[Source records]

============================================================

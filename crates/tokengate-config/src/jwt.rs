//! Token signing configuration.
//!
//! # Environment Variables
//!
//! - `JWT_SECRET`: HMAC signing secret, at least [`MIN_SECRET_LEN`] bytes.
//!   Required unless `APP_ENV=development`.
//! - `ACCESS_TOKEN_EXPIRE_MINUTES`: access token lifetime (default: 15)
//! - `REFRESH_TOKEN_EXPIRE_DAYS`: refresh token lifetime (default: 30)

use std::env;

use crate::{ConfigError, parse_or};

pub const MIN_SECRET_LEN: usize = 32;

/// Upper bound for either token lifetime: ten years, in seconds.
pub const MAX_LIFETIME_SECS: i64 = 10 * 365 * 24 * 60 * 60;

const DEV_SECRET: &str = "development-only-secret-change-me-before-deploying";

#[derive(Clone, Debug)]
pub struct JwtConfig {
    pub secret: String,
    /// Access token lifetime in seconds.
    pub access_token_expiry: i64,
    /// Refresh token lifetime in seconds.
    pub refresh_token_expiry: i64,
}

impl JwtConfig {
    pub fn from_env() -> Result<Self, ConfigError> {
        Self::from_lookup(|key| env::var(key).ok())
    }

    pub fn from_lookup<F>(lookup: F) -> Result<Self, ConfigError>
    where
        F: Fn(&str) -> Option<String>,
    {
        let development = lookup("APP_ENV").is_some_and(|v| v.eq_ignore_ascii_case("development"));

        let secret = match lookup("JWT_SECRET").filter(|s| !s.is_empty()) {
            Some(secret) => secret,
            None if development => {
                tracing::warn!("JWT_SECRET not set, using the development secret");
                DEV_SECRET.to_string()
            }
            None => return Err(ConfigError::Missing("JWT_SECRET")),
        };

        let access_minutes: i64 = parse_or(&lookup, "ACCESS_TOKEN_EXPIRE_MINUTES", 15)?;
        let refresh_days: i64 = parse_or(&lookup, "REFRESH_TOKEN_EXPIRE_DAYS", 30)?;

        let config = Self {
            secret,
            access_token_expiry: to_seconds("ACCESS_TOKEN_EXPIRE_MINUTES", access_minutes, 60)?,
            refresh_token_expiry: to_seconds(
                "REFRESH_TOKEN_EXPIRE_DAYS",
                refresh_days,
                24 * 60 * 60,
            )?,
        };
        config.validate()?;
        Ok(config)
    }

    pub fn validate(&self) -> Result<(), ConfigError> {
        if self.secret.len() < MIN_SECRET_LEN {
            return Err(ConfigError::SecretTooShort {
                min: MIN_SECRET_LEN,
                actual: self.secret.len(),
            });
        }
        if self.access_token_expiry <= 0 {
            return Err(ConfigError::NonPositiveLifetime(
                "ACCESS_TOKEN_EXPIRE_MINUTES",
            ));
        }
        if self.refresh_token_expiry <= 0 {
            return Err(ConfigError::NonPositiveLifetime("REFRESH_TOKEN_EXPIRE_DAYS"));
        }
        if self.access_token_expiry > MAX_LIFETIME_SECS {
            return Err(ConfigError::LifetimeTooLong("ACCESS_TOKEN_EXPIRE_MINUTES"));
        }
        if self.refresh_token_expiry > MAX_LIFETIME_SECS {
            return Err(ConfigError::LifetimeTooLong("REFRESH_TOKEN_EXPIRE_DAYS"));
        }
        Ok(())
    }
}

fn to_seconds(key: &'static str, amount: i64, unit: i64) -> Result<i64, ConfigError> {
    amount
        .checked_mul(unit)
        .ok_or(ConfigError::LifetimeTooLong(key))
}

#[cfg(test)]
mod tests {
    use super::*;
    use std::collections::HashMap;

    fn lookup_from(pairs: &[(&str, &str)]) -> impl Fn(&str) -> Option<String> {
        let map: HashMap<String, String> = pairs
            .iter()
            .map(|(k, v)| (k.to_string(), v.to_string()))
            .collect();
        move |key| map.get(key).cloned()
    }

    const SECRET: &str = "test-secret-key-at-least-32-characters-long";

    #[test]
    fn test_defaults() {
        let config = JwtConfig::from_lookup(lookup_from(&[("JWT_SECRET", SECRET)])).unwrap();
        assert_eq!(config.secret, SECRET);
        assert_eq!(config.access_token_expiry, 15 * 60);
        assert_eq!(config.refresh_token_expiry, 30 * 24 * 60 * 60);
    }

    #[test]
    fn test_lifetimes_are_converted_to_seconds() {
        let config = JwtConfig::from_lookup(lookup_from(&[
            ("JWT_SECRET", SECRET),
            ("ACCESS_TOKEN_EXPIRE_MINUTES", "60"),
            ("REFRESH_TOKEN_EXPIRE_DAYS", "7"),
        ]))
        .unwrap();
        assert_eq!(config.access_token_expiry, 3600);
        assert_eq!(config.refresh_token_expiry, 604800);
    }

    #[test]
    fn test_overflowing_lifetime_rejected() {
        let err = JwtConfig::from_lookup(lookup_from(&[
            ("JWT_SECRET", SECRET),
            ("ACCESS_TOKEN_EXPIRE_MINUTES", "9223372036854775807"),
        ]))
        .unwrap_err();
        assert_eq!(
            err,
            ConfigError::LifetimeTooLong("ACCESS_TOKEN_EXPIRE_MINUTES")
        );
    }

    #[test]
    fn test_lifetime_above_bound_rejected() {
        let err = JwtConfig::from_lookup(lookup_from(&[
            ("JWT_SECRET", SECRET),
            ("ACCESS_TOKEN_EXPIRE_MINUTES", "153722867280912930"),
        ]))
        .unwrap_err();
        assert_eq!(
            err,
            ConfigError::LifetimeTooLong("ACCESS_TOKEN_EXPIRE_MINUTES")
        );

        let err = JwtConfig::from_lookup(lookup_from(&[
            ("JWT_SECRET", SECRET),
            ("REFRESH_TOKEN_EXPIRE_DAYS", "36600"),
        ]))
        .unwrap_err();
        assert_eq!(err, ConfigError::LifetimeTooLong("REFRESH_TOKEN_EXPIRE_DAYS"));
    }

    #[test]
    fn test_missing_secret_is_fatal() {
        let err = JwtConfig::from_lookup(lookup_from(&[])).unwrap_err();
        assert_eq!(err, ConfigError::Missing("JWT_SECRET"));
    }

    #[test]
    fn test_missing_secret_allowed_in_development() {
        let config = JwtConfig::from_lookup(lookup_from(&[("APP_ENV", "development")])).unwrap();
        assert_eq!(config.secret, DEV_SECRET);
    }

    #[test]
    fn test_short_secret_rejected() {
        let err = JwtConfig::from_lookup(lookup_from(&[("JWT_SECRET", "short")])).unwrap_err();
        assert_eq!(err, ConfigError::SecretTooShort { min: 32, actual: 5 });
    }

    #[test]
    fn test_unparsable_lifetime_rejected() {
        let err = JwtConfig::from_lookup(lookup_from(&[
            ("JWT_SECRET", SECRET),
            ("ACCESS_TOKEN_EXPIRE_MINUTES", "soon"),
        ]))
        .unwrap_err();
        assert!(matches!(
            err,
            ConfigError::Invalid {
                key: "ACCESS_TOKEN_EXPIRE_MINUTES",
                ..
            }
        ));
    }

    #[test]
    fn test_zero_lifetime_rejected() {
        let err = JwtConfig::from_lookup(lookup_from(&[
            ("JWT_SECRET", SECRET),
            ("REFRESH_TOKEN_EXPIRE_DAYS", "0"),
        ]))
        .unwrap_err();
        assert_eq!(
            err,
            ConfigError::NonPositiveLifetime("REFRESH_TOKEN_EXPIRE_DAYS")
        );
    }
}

============================================================

▶ WORK ORDER
Every one of the records is to be copied word for word.

▶ FINISHED TASK
filename crates/tokengate-config/src/jwt.rs
//! Token signing configuration.
//!
//! # Environment Variables
//!
//! - `JWT_SECRET`: HMAC signing secret, at least [`MIN_SECRET_LEN`] bytes.
//!   Required unless `APP_ENV=development`.
//! - `ACCESS_TOKEN_EXPIRE_MINUTES`: access token lifetime (default: 15)
//! - `REFRESH_TOKEN_EXPIRE_DAYS`: refresh token lifetime (default: 30)

use std::env;

use crate::{ConfigError, parse_or};

pub const MIN_SECRET_LEN: usize = 32;

/// Upper bound for either token lifetime: ten years, in seconds.
pub const MAX_LIFETIME_SECS: i64 = 10 * 365 * 24 * 60 * 60;

const DEV_SECRET: &str = "development-only-secret-change-me-before-deploying";

#[derive(Clone, Debug)]
pub struct JwtConfig {
    pub secret: String,
    /// Access token lifetime in seconds.
    pub access_token_expiry: i64,
    /// Refresh token lifetime in seconds.
    pub refresh_token_expiry: i64,
}

impl JwtConfig {
    pub fn from_env() -> Result<Self, ConfigError> {
        Self::from_lookup(|key| env::var(key).ok())
    }

    pub fn from_lookup<F>(lookup: F) -> Result<Self, ConfigError>
    where
        F: Fn(&str) -> Option<String>,
    {
        let development = lookup("APP_ENV").is_some_and(|v| v.eq_ignore_ascii_case("development"));

        let secret = match lookup("JWT_SECRET").filter(|s| !s.is_empty()) {
            Some(secret) => secret,
            None if development => {
                tracing::warn!("JWT_SECRET not set, using the development secret");
                DEV_SECRET.to_string()
            }
            None => return Err(ConfigError::Missing("JWT_SECRET")),
        };

        let access_minutes: i64 = parse_or(&lookup, "ACCESS_TOKEN_EXPIRE_MINUTES", 15)?;
        let refresh_days: i64 = parse_or(&lookup, "REFRESH_TOKEN_EXPIRE_DAYS", 30)?;

        let config = Self {
            secret,
            access_token_expiry: to_seconds("ACCESS_TOKEN_EXPIRE_MINUTES", access_minutes, 60)?,
            refresh_token_expiry: to_seconds(
                "REFRESH_TOKEN_EXPIRE_DAYS",
                refresh_days,
                24 * 60 * 60,
            )?,
        };
        config.validate()?;
        Ok(config)
    }

    pub fn validate(&self) -> Result<(), ConfigError> {
        if self.secret.len() < MIN_SECRET_LEN {
            return Err(ConfigError::SecretTooShort {
                min: MIN_SECRET_LEN,
                actual: self.secret.len(),
            });
        }
        if self.access_token_expiry <= 0 {
            return Err(ConfigError::NonPositiveLifetime(
                "ACCESS_TOKEN_EXPIRE_MINUTES",
            ));
        }
        if self.refresh_token_expiry <= 0 {
            return Err(ConfigError::NonPositiveLifetime("REFRESH_TOKEN_EXPIRE_DAYS"));
        }
        if self.access_token_expiry > MAX_LIFETIME_SECS {
            return Err(ConfigError::LifetimeTooLong("ACCESS_TOKEN_EXPIRE_MINUTES"));
        }
        if self.refresh_token_expiry > MAX_LIFETIME_SECS {
            return Err(ConfigError::LifetimeTooLong("REFRESH_TOKEN_EXPIRE_DAYS"));
        }
        Ok(())
    }
}

fn to_seconds(key: &'static str, amount: i64, unit: i64) -> Result<i64, ConfigError> {
    amount
        .checked_mul(unit)
        .ok_or(ConfigError::LifetimeTooLong(key))
}

#[cfg(test)]
mod tests {
    use super::*;
    use std::collections::HashMap;

    fn lookup_from(pairs: &[(&str, &str)]) -> impl Fn(&str) -> Option<String> {
        let map: HashMap<String, String> = pairs
            .iter()
            .map(|(k, v)| (k.to_string(), v.to_string()))
            .collect();
        move |key| map.get(key).cloned()
    }

    const SECRET: &str = "test-secret-key-at-least-32-characters-long";

    #[test]
    fn test_defaults() {
        let config = JwtConfig::from_lookup(lookup_from(&[("JWT_SECRET", SECRET)])).unwrap();
        assert_eq!(config.secret, SECRET);
        assert_eq!(config.access_token_expiry, 15 * 60);
        assert_eq!(config.refresh_token_expiry, 30 * 24 * 60 * 60);
    }

    #[test]
    fn test_lifetimes_are_converted_to_seconds() {
        let config = JwtConfig::from_lookup(lookup_from(&[
            ("JWT_SECRET", SECRET),
            ("ACCESS_TOKEN_EXPIRE_MINUTES", "60"),
            ("REFRESH_TOKEN_EXPIRE_DAYS", "7"),
        ]))
        .unwrap();
        assert_eq!(config.access_token_expiry, 3600);
        assert_eq!(config.refresh_token_expiry, 604800);
    }

    #[test]
    fn test_overflowing_lifetime_rejected() {
        let err = JwtConfig::from_lookup(lookup_from(&[
            ("JWT_SECRET", SECRET),
            ("ACCESS_TOKEN_EXPIRE_MINUTES", "9223372036854775807"),
        ]))
        .unwrap_err();
        assert_eq!(
            err,
            ConfigError::LifetimeTooLong("ACCESS_TOKEN_EXPIRE_MINUTES")
        );
    }

    #[test]
    fn test_lifetime_above_bound_rejected() {
        let err = JwtConfig::from_lookup(lookup_from(&[
            ("JWT_SECRET", SECRET),
            ("ACCESS_TOKEN_EXPIRE_MINUTES", "153722867280912930"),
        ]))
        .unwrap_err();
        assert_eq!(
            err,
            ConfigError::LifetimeTooLong("ACCESS_TOKEN_EXPIRE_MINUTES")
        );

        let err = JwtConfig::from_lookup(lookup_from(&[
            ("JWT_SECRET", SECRET),
            ("REFRESH_TOKEN_EXPIRE_DAYS", "36600"),
        ]))
        .unwrap_err();
        assert_eq!(err, ConfigError::LifetimeTooLong("REFRESH_TOKEN_EXPIRE_DAYS"));
    }

    #[test]
    fn test_missing_secret_is_fatal() {
        let err = JwtConfig::from_lookup(lookup_from(&[])).unwrap_err();
        assert_eq!(err, ConfigError::Missing("JWT_SECRET"));
    }

    #[test]
    fn test_missing_secret_allowed_in_development() {
        let config = JwtConfig::from_lookup(lookup_from(&[("APP_ENV", "development")])).unwrap();
        assert_eq!(config.secret, DEV_SECRET);
    }

    #[test]
    fn test_short_secret_rejected() {
        let err = JwtConfig::from_lookup(lookup_from(&[("JWT_SECRET", "short")])).unwrap_err();
        assert_eq!(err, ConfigError::SecretTooShort { min: 32, actual: 5 });
    }

    #[test]
    fn test_unparsable_lifetime_rejected() {
        let err = JwtConfig::from_lookup(lookup_from(&[
            ("JWT_SECRET", SECRET),
            ("ACCESS_TOKEN_EXPIRE_MINUTES", "soon"),
        ]))
        .unwrap_err();
        assert!(matches!(
            err,
            ConfigError::Invalid {
                key: "ACCESS_TOKEN_EXPIRE_MINUTES",
                ..
            }
        ));
    }

    #[test]
    fn test_zero_lifetime_rejected() {
        let err = JwtConfig::from_lookup(lookup_from(&[
            ("JWT_SECRET", SECRET),
            ("REFRESH_TOKEN_EXPIRE_DAYS", "0"),
        ]))
        .unwrap_err();
        assert_eq!(
            err,
            ConfigError::NonPositiveLifetime("REFRESH_TOKEN_EXPIRE_DAYS")
        );
    }
}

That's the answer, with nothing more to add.